Web components usually use PrintWriter to produce responses; PrintWriter automatically encodes using ISO-8859-1. Servlets can also output binary data using OutputStream classes, which perform no encoding. An application that uses a character set that cannot use the default encoding must explicitly set a different encoding.
For web components, three encodings must be considered:
Request
Page (JSP pages)
Response
The request encoding is the character encoding in which parameters in an incoming request are interpreted. Currently, many browsers do not send a request encoding qualifier with the Content-Type header. In such cases, a web container will use the default encoding, ISO-8859-1, to parse request data.
If the client hasn’t set character encoding and the request data is encoded with a different encoding from the default, the data won’t be interpreted correctly. To remedy this situation, you can use the
ServletRequest.setCharacterEncoding(String enc)
method to override the character encoding supplied by the container.
To control the request encoding from JSP pages, you can use the JSTL
fmt:requestEncoding
tag.
You must call the method or tag before parsing any request parameters or reading any input from the request. Calling the method or tag once data has been read will not affect the encoding.
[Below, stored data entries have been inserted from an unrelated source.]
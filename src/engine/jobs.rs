//! Scrape → filter → format → publish pipelines.
//!
//! `JobKind` is the config-facing description of a job; `Pipeline` holds
//! the collaborators and settings shared by all jobs and runs one kind at a
//! time. `PipelineJob` adapts a named kind to the scheduler's `Job` trait.

use anyhow::{Context, Result};
use async_trait::async_trait;
use chrono::{Datelike, NaiveDateTime, Weekday};
use serde::{Deserialize, Serialize};
use std::collections::HashMap;
use std::sync::Arc;
use std::time::Duration;
use tracing::{debug, info, warn};

use super::scheduler::Job;
use super::selector::ViewSelector;
use crate::config::{parse_weekday, AppConfig, ThresholdsConfig, WatchConfig};
use crate::data::{CryptoFeed, FilingLookup};
use crate::filter::{self, merge_by_ticker, CategoryTable, Labeled};
use crate::scrape::{self, collect_rows, PageDriver};
use crate::storage::Checkpoint;
use crate::tweet::{self, format, Publisher, TimelineReader};
use crate::types::{BotError, CalendarView, EarningsRecord, MoverPage, QuoteRecord, ReportTime};

// ---------------------------------------------------------------------------
// Job description
// ---------------------------------------------------------------------------

/// What a scheduled slot does.
#[derive(Debug, Clone, PartialEq, Serialize, Deserialize)]
#[serde(tag = "kind", rename_all = "snake_case")]
pub enum JobKind {
    /// Companies reporting in `session` today.
    Earnings { session: ReportTime },
    /// Economic calendar; `view` unset means "ask the selector".
    EconCalendar {
        #[serde(default)]
        view: Option<CalendarView>,
    },
    Movers { page: MoverPage },
    /// Overnight drops across the watched sectors.
    Overnight,
    /// Crypto stocks, posted only when BTC moved past the threshold.
    CryptoWatch,
    /// Meme stocks, posted only when the watched account posted.
    MemeWatch,
    /// EDGAR filings of today's watchlist.
    EarningsFilings,
}

/// How a job run ended.
#[derive(Debug, Clone, PartialEq)]
pub enum JobOutcome {
    Published { post_id: String },
    /// Nothing was posted; `reason` says why.
    Quiet { reason: String },
}

impl JobOutcome {
    fn quiet(reason: impl Into<String>) -> Self {
        JobOutcome::Quiet { reason: reason.into() }
    }
}

// ---------------------------------------------------------------------------
// Collaborators and settings
// ---------------------------------------------------------------------------

/// External collaborators shared by every job.
#[derive(Clone)]
pub struct Deps {
    pub driver: Arc<dyn PageDriver>,
    pub publisher: Arc<dyn Publisher>,
    /// Needed only by the meme watch; `None` without a bearer token.
    pub timeline: Option<Arc<dyn TimelineReader>>,
    pub crypto: Arc<dyn CryptoFeed>,
    pub filings: Arc<dyn FilingLookup>,
    pub checkpoint: Checkpoint,
}

/// Job-independent knobs, resolved from `AppConfig` once at startup.
#[derive(Debug, Clone)]
pub struct Settings {
    pub page_timeout: Duration,
    pub post_placeholders: bool,
    pub thresholds: ThresholdsConfig,
    pub selector: ViewSelector,
    pub categories: CategoryTable,
    pub watch: WatchConfig,
    pub watchlist: HashMap<Weekday, Vec<String>>,
    pub watch_username: String,
}

impl Settings {
    pub fn from_config(cfg: &AppConfig) -> Result<Self> {
        let mut watchlist: HashMap<Weekday, Vec<String>> = HashMap::new();
        for (day, tickers) in &cfg.earnings.watchlist {
            watchlist
                .entry(parse_weekday(day)?)
                .or_default()
                .extend(tickers.iter().map(|t| t.to_uppercase()));
        }

        Ok(Self {
            page_timeout: cfg.browser.page_timeout(),
            post_placeholders: cfg.bot.post_placeholders,
            thresholds: cfg.thresholds.clone(),
            selector: ViewSelector::from_config(&cfg.calendar)?,
            categories: cfg.category_table(),
            watch: cfg.watch.clone(),
            watchlist,
            watch_username: cfg.twitter.watch_username.clone(),
        })
    }

    fn watchlist_for(&self, day: Weekday) -> &[String] {
        self.watchlist.get(&day).map(Vec::as_slice).unwrap_or(&[])
    }
}

// ---------------------------------------------------------------------------
// Pipeline
// ---------------------------------------------------------------------------

pub struct Pipeline {
    deps: Deps,
    settings: Settings,
}

impl Pipeline {
    pub fn new(deps: Deps, settings: Settings) -> Self {
        Self { deps, settings }
    }

    pub async fn run(&self, kind: &JobKind, now: NaiveDateTime) -> Result<JobOutcome> {
        let today = now.weekday();
        match kind {
            JobKind::Earnings { session } => self.earnings(*session, today).await,
            JobKind::EconCalendar { view } => {
                let view = view.unwrap_or_else(|| self.settings.selector.view_for(today));
                self.econ_calendar(view).await
            }
            JobKind::Movers { page } => self.movers(*page).await,
            JobKind::Overnight => self.overnight().await,
            JobKind::CryptoWatch => self.crypto_watch().await,
            JobKind::MemeWatch => self.meme_watch().await,
            JobKind::EarningsFilings => self.earnings_filings(today).await,
        }
    }

    // -- Jobs ------------------------------------------------------------

    async fn earnings(&self, session: ReportTime, today: Weekday) -> Result<JobOutcome> {
        let rows = scrape::earnings::fetch_earnings(
            self.deps.driver.as_ref(),
            self.settings.page_timeout,
        )
        .await?;
        let rows = collect_rows("earnings", rows);
        let selected = select_earnings(
            rows,
            session,
            self.settings.thresholds.earnings_market_cap,
            self.settings.watchlist_for(today),
        );
        info!(session = %session, count = selected.len(), "Earnings selected");

        let text = match session {
            ReportTime::BeforeOpen => format::premarket_earnings(&selected),
            _ => format::afterhours_earnings(&selected),
        };
        self.post(text, selected.is_empty()).await
    }

    async fn econ_calendar(&self, view: CalendarView) -> Result<JobOutcome> {
        let rows = scrape::econ::fetch_econ_calendar(
            self.deps.driver.as_ref(),
            view,
            self.settings.page_timeout,
        )
        .await?;
        let events = collect_rows("econ", rows);
        info!(view = %view, count = events.len(), "Economic events scraped");
        self.post(format::econ_calendar(view, &events), events.is_empty()).await
    }

    async fn movers(&self, page: MoverPage) -> Result<JobOutcome> {
        let rows = scrape::movers::fetch_movers(
            self.deps.driver.as_ref(),
            page,
            self.settings.page_timeout,
        )
        .await?;
        let movers = collect_rows("movers", rows);
        info!(page = %page, count = movers.len(), "Movers scraped");
        self.post(format::movers(page, &movers), movers.is_empty()).await
    }

    async fn overnight(&self) -> Result<JobOutcome> {
        let names = &self.settings.watch.overnight_categories;
        let quotes = self.quotes_for(names).await?;
        let labeled = self.label(names, &quotes);

        let threshold = self.settings.thresholds.overnight_drop;
        let mut drops: Vec<Labeled<QuoteRecord>> =
            filter::apply(threshold, labeled, |l| l.record.change_pct);
        drops.sort_by(|a, b| {
            let (a, b) = (a.record.change_pct, b.record.change_pct);
            a.partial_cmp(&b).unwrap_or(std::cmp::Ordering::Equal)
        });
        info!(scanned = quotes.len(), drops = drops.len(), "Overnight drops filtered");

        self.post(format::overnight_drops(&drops), drops.is_empty()).await
    }

    async fn crypto_watch(&self) -> Result<JobOutcome> {
        let btc = self.deps.crypto.bitcoin().await?;
        let threshold = self.settings.thresholds.btc_move;
        if !threshold.passes(Some(btc.change_24h_pct)) {
            return Ok(JobOutcome::quiet(format!(
                "BTC moved {:+.2}% in 24h, below alert threshold",
                btc.change_24h_pct
            )));
        }

        info!(change_24h_pct = btc.change_24h_pct, "BTC alert triggered");
        let names = &self.settings.watch.crypto_categories;
        let quotes = self.quotes_for(names).await?;
        let stocks = self.label(names, &quotes);
        self.publish(format::btc_move(&btc, &stocks)).await
    }

    async fn meme_watch(&self) -> Result<JobOutcome> {
        let Some(timeline) = &self.deps.timeline else {
            return Ok(JobOutcome::quiet("no timeline access configured"));
        };
        let username = &self.settings.watch_username;
        let Some(user_id) = timeline.user_id(username).await? else {
            return Ok(JobOutcome::quiet(format!("account @{username} not found")));
        };
        let Some(latest) = timeline.latest_post_id(&user_id).await? else {
            return Ok(JobOutcome::quiet(format!("@{username} has no posts")));
        };

        let is_new = self
            .deps
            .checkpoint
            .advance(&latest)
            .map_err(|e| BotError::Storage(format!("{e:#}")))?;
        if !is_new {
            return Ok(JobOutcome::quiet(format!("no new post from @{username}")));
        }

        info!(username = %username, post_id = %latest, "New post from watched account");
        let quotes = self.quotes_for(&self.settings.watch.meme_categories).await?;
        self.post(format::meme_stocks(&quotes), quotes.is_empty()).await
    }

    async fn earnings_filings(&self, today: Weekday) -> Result<JobOutcome> {
        let mut filings = Vec::new();
        for ticker in self.settings.watchlist_for(today) {
            match self.deps.filings.latest_earnings_filing(ticker).await {
                Ok(Some(f)) => filings.push(f),
                Ok(None) => debug!(ticker = %ticker, "No earnings filing"),
                Err(e) => warn!(ticker = %ticker, error = %e, "Filing lookup failed"),
            }
        }
        self.post(format::earnings_filings(&filings), filings.is_empty()).await
    }

    // -- Helpers ---------------------------------------------------------

    /// Scrape quotes for the union of `names`, each ticker once.
    async fn quotes_for(&self, names: &[String]) -> Result<Vec<QuoteRecord>> {
        let tickers = self.settings.categories.tickers_for(names);
        let rows = scrape::quotes::fetch_quotes(
            self.deps.driver.as_ref(),
            &tickers,
            self.settings.page_timeout,
        )
        .await?;
        let quotes = collect_rows("robinhood", rows);
        for q in quotes.iter().filter(|q| q.change_pct.is_none()) {
            let err = BotError::Format { field: format!("{} change", q.ticker), value: q.change.clone() };
            warn!(error = %err, "Quote excluded from thresholds");
        }
        Ok(quotes)
    }

    fn label(&self, names: &[String], quotes: &[QuoteRecord]) -> Vec<Labeled<QuoteRecord>> {
        let grouped = self.settings.categories.group(names, quotes, |q| q.ticker.as_str());
        merge_by_ticker(grouped, |q| q.ticker.as_str())
    }

    /// Publish `text`, or stay quiet when it is a placeholder and
    /// placeholders are switched off.
    async fn post(&self, text: String, placeholder: bool) -> Result<JobOutcome> {
        if placeholder && !self.settings.post_placeholders {
            return Ok(JobOutcome::quiet(text));
        }
        self.publish(text).await
    }

    async fn publish(&self, text: String) -> Result<JobOutcome> {
        let text = tweet::clamp_to_limit(&text);
        let receipt = self
            .deps
            .publisher
            .publish(&text)
            .await
            .context("Publishing failed")?;
        Ok(JobOutcome::Published { post_id: receipt.id })
    }
}

/// Rows reporting in `session` that are either large enough or watched.
pub fn select_earnings(
    rows: Vec<EarningsRecord>,
    session: ReportTime,
    min_market_cap: filter::Threshold,
    watchlist: &[String],
) -> Vec<EarningsRecord> {
    rows.into_iter()
        .filter(|r| r.time == session)
        .filter(|r| {
            min_market_cap.passes(Some(r.market_cap_value)) || watchlist.contains(&r.ticker)
        })
        .collect()
}

// ---------------------------------------------------------------------------
// Scheduler adapter
// ---------------------------------------------------------------------------

pub struct PipelineJob {
    name: String,
    kind: JobKind,
    pipeline: Arc<Pipeline>,
}

impl PipelineJob {
    pub fn new(name: impl Into<String>, kind: JobKind, pipeline: Arc<Pipeline>) -> Self {
        Self { name: name.into(), kind, pipeline }
    }
}

#[async_trait]
impl Job for PipelineJob {
    fn name(&self) -> &str {
        &self.name
    }

    async fn run(&self, now: NaiveDateTime) -> Result<JobOutcome> {
        self.pipeline.run(&self.kind, now).await
    }
}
For JSP pages, the page encoding is the character encoding in which the file is encoded.
For JSP pages in standard syntax, the page encoding is determined from the following sources:
The page encoding value of a JSP property group (see Setting Properties for Groups of JSP Pages) whose URL pattern matches the page.
The pageEncoding attribute of the page directive of the page. It is a translation-time error to name different encodings in the pageEncoding attribute of the page directive of a JSP page and in a JSP property group.
The CHARSET value of the contentType attribute of the page directive.
If none of these is provided, ISO-8859-1 is used as the default page encoding.
The pageEncoding and contentType attributes determine the page character encoding of only the file that physically contains the page directive. A web container raises a translation-time error if an unsupported page encoding is specified.
The response encoding is the character encoding of the textual response generated by a web component. The response encoding must be set appropriately so that the characters are rendered correctly for a given locale. A web container sets an initial response encoding for a JSP page from the following sources:
The CHARSET value of the contentType attribute of the page directive
The encoding specified by the pageEncoding attribute of the page directive
The page encoding value of a JSP property group whose URL pattern matches the page
If none of these is provided, ISO-8859-1 is used as the default response encoding.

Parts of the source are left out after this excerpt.